5:00pm – Film program begins with a screening of short films, followed by the documentary I Am Not Your Negro by acclaimed Haitian filmmaker Raoul Peck. Peck has taken the 30 completed pages of James Baldwin’s final, unfinished manuscript, Remember This House, in which the author went about the painful task of remembering his three fallen friends Medgar Evers, Malcolm X, and Martin Luther King, and crafted an elegantly precise and bracing film essay. Peck’s film, about the unholy agglomeration of myths, institutionalized practices both legal and illegal, and displaced white terror that have long perpetuated the tragic state of race in America, is anchored by the presence of Baldwin himself in images and words, read beautifully by Samuel L. Jackson in hushed, burning tones. A Magnolia Pictures release. I Am Not Your Negro opens theatrically at the Film Society of Lincoln Center on February 3, 2017.

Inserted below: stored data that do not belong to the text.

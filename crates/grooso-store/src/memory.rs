//! # In-Memory Store
//!
//! `HashMap`-backed [`KeyValueStore`]. Used as the test fake and for sessions
//! that should not outlive the process.

use std::collections::HashMap;
use std::sync::RwLock;

use crate::error::{StoreError, StoreResult};
use crate::kv::KeyValueStore;

/// Ephemeral key-value store.
///
/// ## Usage
/// ```rust
/// use grooso_store::{KeyValueStore, MemoryStore};
///
/// let store = MemoryStore::new();
/// store.set("grooso-cart", "[]").unwrap();
/// assert_eq!(store.get("grooso-cart").unwrap().as_deref(), Some("[]"));
/// ```
#[derive(Debug, Default)]
pub struct MemoryStore {
    entries: RwLock<HashMap<String, String>>,
}

impl MemoryStore {
    /// Creates an empty store.
    pub fn new() -> Self {
        MemoryStore::default()
    }

    /// Number of stored keys.
    pub fn len(&self) -> usize {
        self.entries.read().map(|e| e.len()).unwrap_or(0)
    }

    pub fn is_empty(&self) -> bool {
        self.len() == 0
    }
}

fn poisoned() -> StoreError {
    StoreError::Internal("memory store lock poisoned".to_string())
}

impl KeyValueStore for MemoryStore {
    fn get(&self, key: &str) -> StoreResult<Option<String>> {
        let entries = self.entries.read().map_err(|_| poisoned())?;
        Ok(entries.get(key).cloned())
    }

    fn set(&self, key: &str, value: &str) -> StoreResult<()> {
        let mut entries = self.entries.write().map_err(|_| poisoned())?;
        entries.insert(key.to_string(), value.to_string());
        Ok(())
    }

    fn delete(&self, key: &str) -> StoreResult<()> {
        let mut entries = self.entries.write().map_err(|_| poisoned())?;
        entries.remove(key);
        Ok(())
    }
}

#[cfg(test)]
mod tests {
    use super::*;

    #[test]
    fn test_set_get_overwrite() {
        let store = MemoryStore::new();
        assert_eq!(store.get("k").unwrap(), None);

        store.set("k", "one").unwrap();
        store.set("k", "two").unwrap();

        assert_eq!(store.get("k").unwrap().as_deref(), Some("two"));
        assert_eq!(store.len(), 1);
    }

    #[test]
    fn test_delete_missing_is_ok() {
        let store = MemoryStore::new();
        store.set("k", "v").unwrap();

        store.delete("k").unwrap();
        store.delete("k").unwrap();

        assert!(store.is_empty());
    }
}
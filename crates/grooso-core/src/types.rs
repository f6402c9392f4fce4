//! # Domain Types
//!
//! Catalog-side types the cart reads from.
//!
//! ## Type Overview
//! ```text
//! ┌─────────────────────────────────────────────────────────────────────────┐
//! │                         Domain Types                                    │
//! │                                                                         │
//! │  ┌─────────────────┐   ┌─────────────────┐   ┌─────────────────┐       │
//! │  │    Product      │   │    OrderType    │   │    TaxRate      │       │
//! │  │  ─────────────  │   │  ─────────────  │   │  ─────────────  │       │
//! │  │  id             │   │  Express        │   │  bps (u32)      │       │
//! │  │  name           │   │  Citymart       │   │  1800 = 18%     │       │
//! │  │  price          │   │  Nationwide     │   └─────────────────┘       │
//! │  │  original_price │   └─────────────────┘                              │
//! │  │  in_stock       │                                                    │
//! │  └─────────────────┘                                                    │
//! └─────────────────────────────────────────────────────────────────────────┘
//! ```
//!
//! Products are owned by the catalog. The cart copies the fields it needs at
//! add time and never looks the product up again.

use serde::{Deserialize, Serialize};
use std::fmt;
use std::str::FromStr;
use ts_rs::TS;

use crate::money::Money;

// =============================================================================
// Tax Rate
// =============================================================================

/// Tax rate represented in basis points (bps).
///
/// 1 basis point = 0.01%, so GST at 18% is 1800 bps.
#[derive(Debug, Clone, Copy, PartialEq, Eq, Serialize, Deserialize, TS)]
#[ts(export)]
pub struct TaxRate(u32);

impl TaxRate {
    /// Creates a tax rate from basis points.
    #[inline]
    pub const fn from_bps(bps: u32) -> Self {
        TaxRate(bps)
    }

    /// Returns the rate in basis points.
    #[inline]
    pub const fn bps(&self) -> u32 {
        self.0
    }

    /// Zero tax rate.
    #[inline]
    pub const fn zero() -> Self {
        TaxRate(0)
    }
}

impl Default for TaxRate {
    fn default() -> Self {
        TaxRate::zero()
    }
}

// =============================================================================
// Order Type
// =============================================================================

/// The storefront vertical a product is sold through.
#[derive(Debug, Clone, Copy, PartialEq, Eq, Hash, Serialize, Deserialize, TS)]
#[ts(export)]
#[serde(rename_all = "snake_case")]
pub enum OrderType {
    /// Restaurant food delivered in ~30 minutes.
    Express,
    /// Groceries and daily needs from city stores.
    Citymart,
    /// Retail goods shipped nationwide.
    Nationwide,
}

impl OrderType {
    /// Wire name, as used in fixtures and CLI flags.
    pub const fn as_str(&self) -> &'static str {
        match self {
            OrderType::Express => "express",
            OrderType::Citymart => "citymart",
            OrderType::Nationwide => "nationwide",
        }
    }
}

impl fmt::Display for OrderType {
    fn fmt(&self, f: &mut fmt::Formatter<'_>) -> fmt::Result {
        f.write_str(self.as_str())
    }
}

impl FromStr for OrderType {
    type Err = String;

    fn from_str(s: &str) -> Result<Self, Self::Err> {
        match s.trim().to_ascii_lowercase().as_str() {
            "express" => Ok(OrderType::Express),
            "citymart" => Ok(OrderType::Citymart),
            "nationwide" => Ok(OrderType::Nationwide),
            other => Err(format!(
                "unknown order type '{other}' (expected express, citymart or nationwide)"
            )),
        }
    }
}

// =============================================================================
// Product
// =============================================================================

/// A product offered by the catalog.
#[derive(Debug, Clone, PartialEq, Serialize, Deserialize, TS)]
#[ts(export)]
#[serde(rename_all = "camelCase")]
pub struct Product {
    /// Catalog identifier.
    pub id: String,

    /// Display name.
    pub name: String,

    /// Catalog category ("Electronics", "Food & Beverages", ...).
    pub category: String,

    /// Current selling price.
    pub price: Money,

    /// Pre-discount price, shown struck through.
    pub original_price: Option<Money>,

    /// Image URL.
    pub image: Option<String>,

    /// Average rating out of 5.
    pub rating: f32,

    /// Number of reviews behind the rating.
    pub reviews: u32,

    /// Whether the product can currently be ordered.
    pub in_stock: bool,

    /// Restaurant or store fulfilling the product.
    pub vendor: String,

    pub description: String,

    /// Short selling points.
    pub features: Vec<String>,

    /// Vertical the product belongs to.
    pub order_type: OrderType,
}

impl Product {
    /// Percentage off the original price, rounded (0 without a discount).
    #[inline]
    pub fn discount_percent(&self) -> i64 {
        Money::discount_percent(self.original_price, self.price)
    }
}

// =============================================================================
// Unit Tests
// =============================================================================
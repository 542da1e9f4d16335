//! Arena allocator
//!
//! Bump allocation from a chain of chunks that grows geometrically.
//! Individual release is a recorded no-op; [`ArenaAllocator::reset`] and
//! [`ArenaAllocator::destroy`] reclaim every region in one operation,
//! regardless of how many were issued.
//!
//! ## Invariants
//!
//! - Allocations never overlap (the bump offset only moves forward
//!   within a chunk, and the chunk chain is mutated under a mutex)
//! - A region stays valid until the arena is reset or destroyed
//! - `OutOfMemory` is only returned when the backing cannot grow:
//!   the chunk allocation itself fails, or a single request cannot fit
//!   inside `max_chunk_size`

use core::alloc::Layout;
use core::ptr::NonNull;
use std::alloc::{alloc, dealloc};

use parking_lot::Mutex;

use crate::error::{MemoryError, MemoryResult};
use crate::region::{AllocatorId, Region, validate_layout};
use crate::stats::{AllocatorStats, AtomicAllocatorStats, StatisticsProvider};
use crate::utils::align_up;

#[cfg(feature = "logging")]
use tracing::debug;

use super::AllocStrategy;

/// Arena configuration
#[derive(Debug, Clone, Copy)]
pub struct ArenaConfig {
    /// Size of the first chunk
    pub initial_size: usize,
    /// Multiplier applied to the previous chunk size when growing
    pub growth_factor: f64,
    /// Upper bound for a single chunk; requests that cannot fit fail
    pub max_chunk_size: usize,
    /// Wipe chunk memory before reclaiming it on reset
    pub zero_on_reset: bool,
}

impl Default for ArenaConfig {
    fn default() -> Self {
        Self {
            initial_size: 4 * 1024,
            growth_factor: 2.0,
            max_chunk_size: 16 * 1024 * 1024,
            zero_on_reset: false,
        }
    }
}

impl ArenaConfig {
    /// Production preset: larger first chunk, no wiping.
    #[must_use]
    pub fn production() -> Self {
        Self {
            initial_size: 64 * 1024,
            ..Self::default()
        }
    }

    /// Debug preset: small chunks, memory wiped on reset.
    #[must_use]
    pub fn debug() -> Self {
        Self {
            initial_size: 4 * 1024,
            zero_on_reset: true,
            ..Self::default()
        }
    }

    /// Sets the initial chunk size.
    #[must_use]
    pub fn with_initial_size(mut self, size: usize) -> Self {
        self.initial_size = size;
        self
    }

    /// Sets the growth factor.
    #[must_use]
    pub fn with_growth_factor(mut self, factor: f64) -> Self {
        self.growth_factor = factor;
        self
    }

    /// Sets the maximum chunk size.
    #[must_use]
    pub fn with_max_chunk_size(mut self, size: usize) -> Self {
        self.max_chunk_size = size;
        self
    }

    fn validate(&self) -> MemoryResult<()> {
        if self.initial_size == 0 {
            return Err(MemoryError::invalid_config("initial_size cannot be zero"));
        }
        if self.growth_factor < 1.0 {
            return Err(MemoryError::invalid_config(
                "growth_factor must be at least 1.0",
            ));
        }
        if self.max_chunk_size < self.initial_size {
            return Err(MemoryError::invalid_config(
                "max_chunk_size smaller than initial_size",
            ));
        }
        Ok(())
    }
}

/// Memory chunk in the arena chain
struct Chunk {
    ptr: NonNull<u8>,
    capacity: usize,
    used: usize,
    next: Option<Box<Chunk>>,
}

impl Chunk {
    /// Allocates a chunk of at least 64 bytes.
    fn new(size: usize) -> MemoryResult<Box<Self>> {
        let size = size.max(64);
        let layout = Layout::from_size_align(size, 1)
            .map_err(|_| MemoryError::invalid_layout("chunk layout"))?;

        // SAFETY: layout has non-zero size and alignment 1.
        let ptr = unsafe { alloc(layout) };
        let ptr = NonNull::new(ptr).ok_or_else(|| MemoryError::out_of_memory(size))?;

        Ok(Box::new(Self {
            ptr,
            capacity: size,
            used: 0,
            next: None,
        }))
    }

    #[inline]
    fn base(&self) -> usize {
        self.ptr.as_ptr() as usize
    }

    /// Bumps the offset for `size` bytes at `align`, if they fit.
    fn try_alloc(&mut self, size: usize, align: usize) -> Option<*mut u8> {
        let aligned = align_up(self.base() + self.used, align);
        let new_used = (aligned - self.base()).checked_add(size)?;
        if new_used > self.capacity {
            return None;
        }
        self.used = new_used;
        Some(aligned as *mut u8)
    }
}

impl Drop for Chunk {
    fn drop(&mut self) {
        // SAFETY: ptr was allocated in Chunk::new with this capacity and
        // alignment 1; Drop runs exactly once.
        unsafe {
            dealloc(
                self.ptr.as_ptr(),
                Layout::from_size_align_unchecked(self.capacity, 1),
            );
        }
    }
}

// SAFETY: a chunk exclusively owns its allocation; nothing in it is
// tied to the creating thread.
unsafe impl Send for Chunk {}

/// Chain state, mutated only under the arena's mutex
struct ArenaState {
    head: Option<Box<Chunk>>,
    total_capacity: usize,
}

impl ArenaState {
    fn clear(&mut self, zero: bool) {
        // Iterative teardown; recursive Box drops would otherwise nest
        // once per chunk
        let mut current = self.head.take();
        while let Some(mut chunk) = current {
            if zero {
                // SAFETY: the chunk's allocation is live and exclusively
                // owned here (chain detached under the mutex).
                unsafe {
                    core::ptr::write_bytes(chunk.ptr.as_ptr(), 0, chunk.capacity);
                }
            }
            current = chunk.next.take();
        }
        self.total_capacity = 0;
    }
}

impl Drop for ArenaState {
    fn drop(&mut self) {
        self.clear(false);
    }
}

/// Arena allocation strategy.
///
/// Thread-safe: the chunk chain is guarded by a mutex, so concurrent
/// allocations serialize rather than corrupt the chain.
pub struct ArenaAllocator {
    id: AllocatorId,
    config: ArenaConfig,
    state: Mutex<ArenaState>,
    stats: AtomicAllocatorStats,
}

impl ArenaAllocator {
    /// Creates an arena with the given configuration.
    pub fn with_config(config: ArenaConfig) -> MemoryResult<Self> {
        config.validate()?;

        let id = AllocatorId::next();

        #[cfg(feature = "logging")]
        debug!(
            id = id.as_u64(),
            initial_size = config.initial_size,
            growth_factor = config.growth_factor,
            "arena allocator created"
        );

        Ok(Self {
            id,
            config,
            state: Mutex::new(ArenaState {
                head: None,
                total_capacity: 0,
            }),
            stats: AtomicAllocatorStats::new(),
        })
    }

    /// Creates an arena whose first chunk holds at least `capacity` bytes.
    pub fn with_capacity(capacity: usize) -> MemoryResult<Self> {
        Self::with_config(ArenaConfig::default().with_initial_size(capacity))
    }

    /// Total capacity of all chunks currently held.
    pub fn capacity(&self) -> usize {
        self.state.lock().total_capacity
    }

    /// Reclaims every region issued so far in one operation.
    ///
    /// All previously issued regions become invalid. The arena itself
    /// stays usable and will grow a fresh chunk on the next allocation.
    pub fn reset(&self) {
        let mut state = self.state.lock();
        state.clear(self.config.zero_on_reset);
        self.stats.drain_outstanding();

        #[cfg(feature = "logging")]
        debug!(id = self.id.as_u64(), "arena reset");
    }

    /// Tears the arena down, reclaiming all outstanding regions at once.
    ///
    /// Unlike the tracking strategies this never reports a leak: bulk
    /// reclamation on teardown is the arena contract.
    pub fn destroy(self) -> MemoryResult<()> {
        self.reset();
        Ok(())
    }

    /// Picks the size for the next chunk.
    fn next_chunk_size(&self, previous: Option<usize>, needed: usize) -> usize {
        let grown = match previous {
            Some(last) => (last as f64 * self.config.growth_factor) as usize,
            None => self.config.initial_size,
        };
        grown.max(needed).min(self.config.max_chunk_size)
    }
}

impl AllocStrategy for ArenaAllocator {
    fn allocate(&self, layout: Layout) -> MemoryResult<Region> {
        validate_layout(layout)?;

        if layout.size() == 0 {
            return Ok(Region::dangling(layout.align(), self.id));
        }

        // Worst case the chunk base is misaligned by align-1 bytes
        let needed = layout.size() + (layout.align() - 1);
        if needed > self.config.max_chunk_size {
            self.stats.record_failure();
            return Err(MemoryError::out_of_memory(layout.size()));
        }

        let mut state = self.state.lock();

        if let Some(head) = state.head.as_mut() {
            if let Some(ptr) = head.try_alloc(layout.size(), layout.align()) {
                self.stats.record_allocation(layout.size());
                // SAFETY: try_alloc returns a pointer inside the live chunk
                let ptr = unsafe { NonNull::new_unchecked(ptr) };
                return Ok(Region::new(ptr, layout, self.id));
            }
        }

        // Current chunk exhausted (or none yet): grow the chain
        let chunk_size =
            self.next_chunk_size(state.head.as_ref().map(|c| c.capacity), needed);
        let mut chunk = match Chunk::new(chunk_size) {
            Ok(chunk) => chunk,
            Err(err) => {
                self.stats.record_failure();
                return Err(err);
            }
        };

        let ptr = chunk
            .try_alloc(layout.size(), layout.align())
            .ok_or_else(|| MemoryError::out_of_memory(layout.size()))?;

        chunk.next = state.head.take();
        state.total_capacity += chunk.capacity;
        state.head = Some(chunk);

        self.stats.record_allocation(layout.size());
        // SAFETY: the fresh chunk was sized to fit this allocation
        let ptr = unsafe { NonNull::new_unchecked(ptr) };
        Ok(Region::new(ptr, layout, self.id))
    }

    unsafe fn release(&self, region: Region) -> MemoryResult<()> {
        if region.owner() != self.id {
            return Err(MemoryError::invalid_release(
                region.addr(),
                "region was issued by a different allocator",
            ));
        }

        // Per-region release is a recorded no-op; the memory comes back
        // on reset or destroy
        if !region.is_empty() {
            self.stats.record_release(region.len());
        }
        Ok(())
    }

    fn allocation_count(&self) -> usize {
        self.stats.allocation_count()
    }

    fn outstanding_bytes(&self) -> usize {
        self.stats.outstanding_bytes()
    }
}

impl StatisticsProvider for ArenaAllocator {
    fn statistics(&self) -> AllocatorStats {
        self.stats.snapshot()
    }

    fn reset_statistics(&self) {
        self.stats.reset();
    }
}

impl core::fmt::Debug for ArenaAllocator {
    fn fmt(&self, f: &mut core::fmt::Formatter<'_>) -> core::fmt::Result {
        f.debug_struct("ArenaAllocator")
            .field("id", &self.id)
            .field("config", &self.config)
            .field("capacity", &self.capacity())
            .finish_non_exhaustive()
    }
}

#[cfg(test)]
mod tests {
    use super::*;

    #[test]
    fn bump_allocations_do_not_overlap() {
        let arena = ArenaAllocator::with_capacity(1024).unwrap();

        let a = arena.allocate_bytes(100, 8).unwrap();
        let b = arena.allocate_bytes(100, 8).unwrap();

        let a_range = a.addr()..a.addr() + a.len();
        assert!(!a_range.contains(&b.addr()));
        assert_eq!(b.addr() % 8, 0);
    }

    #[test]
    fn grows_when_chunk_is_exhausted() {
        let arena =
            ArenaAllocator::with_config(ArenaConfig::default().with_initial_size(128)).unwrap();

        for _ in 0..10 {
            arena.allocate_bytes(100, 1).unwrap();
        }
        assert!(arena.capacity() > 128);
        assert_eq!(arena.allocation_count(), 10);
    }

    #[test]
    fn release_is_a_recorded_noop() {
        let arena = ArenaAllocator::with_capacity(1024).unwrap();
        let region = arena.allocate_bytes(64, 8).unwrap();

        assert_eq!(arena.outstanding_bytes(), 64);
        unsafe { arena.release(region).unwrap() };
        assert_eq!(arena.outstanding_bytes(), 0);

        // The bytes are not reused until reset: next allocation bumps on
        let next = arena.allocate_bytes(64, 8).unwrap();
        assert_ne!(next.addr(), region.addr());
    }

    #[test]
    fn reset_reclaims_everything_and_stays_usable() {
        let arena = ArenaAllocator::with_capacity(256).unwrap();
        for _ in 0..20 {
            arena.allocate_bytes(64, 8).unwrap();
        }

        arena.reset();
        assert_eq!(arena.outstanding_bytes(), 0);
        assert_eq!(arena.capacity(), 0);

        let region = arena.allocate_bytes(32, 8).unwrap();
        assert_eq!(region.len(), 32);
    }

    #[test]
    fn destroy_reclaims_n_regions_in_one_operation() {
        let arena = ArenaAllocator::with_capacity(4096).unwrap();
        for _ in 0..1000 {
            arena.allocate_bytes(16, 8).unwrap();
        }
        arena.destroy().unwrap();
    }

    #[test]
    fn oversized_request_cannot_grow() {
        let arena = ArenaAllocator::with_config(
            ArenaConfig::default()
                .with_initial_size(64)
                .with_max_chunk_size(1024),
        )
        .unwrap();

        let err = arena.allocate_bytes(2048, 8).unwrap_err();
        assert!(matches!(err, MemoryError::OutOfMemory { .. }));
    }

    #[test]
    fn config_validation() {
        assert!(ArenaAllocator::with_config(ArenaConfig::default().with_initial_size(0)).is_err());
        assert!(
            ArenaAllocator::with_config(ArenaConfig::default().with_growth_factor(0.5)).is_err()
        );
    }

    #[test]
    fn foreign_region_is_rejected() {
        let arena = ArenaAllocator::with_capacity(256).unwrap();
        let other = ArenaAllocator::with_capacity(256).unwrap();
        let region = other.allocate_bytes(16, 8).unwrap();

        let err = unsafe { arena.release(region).unwrap_err() };
        assert!(matches!(err, MemoryError::InvalidRelease { .. }));
    }
}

7:00pm – Panel discussion following the screening, including a special guest as moderator and Deborah Willis, African-American artist, photographer, and curator; Khary O. Polk, Assistant Professor of Black Studies and Sexuality, Women’s and Gender Studies at Amherst College; and NYC-based Alexandria Smith, leader in the Black Women Artists for Black Lives Matter collective.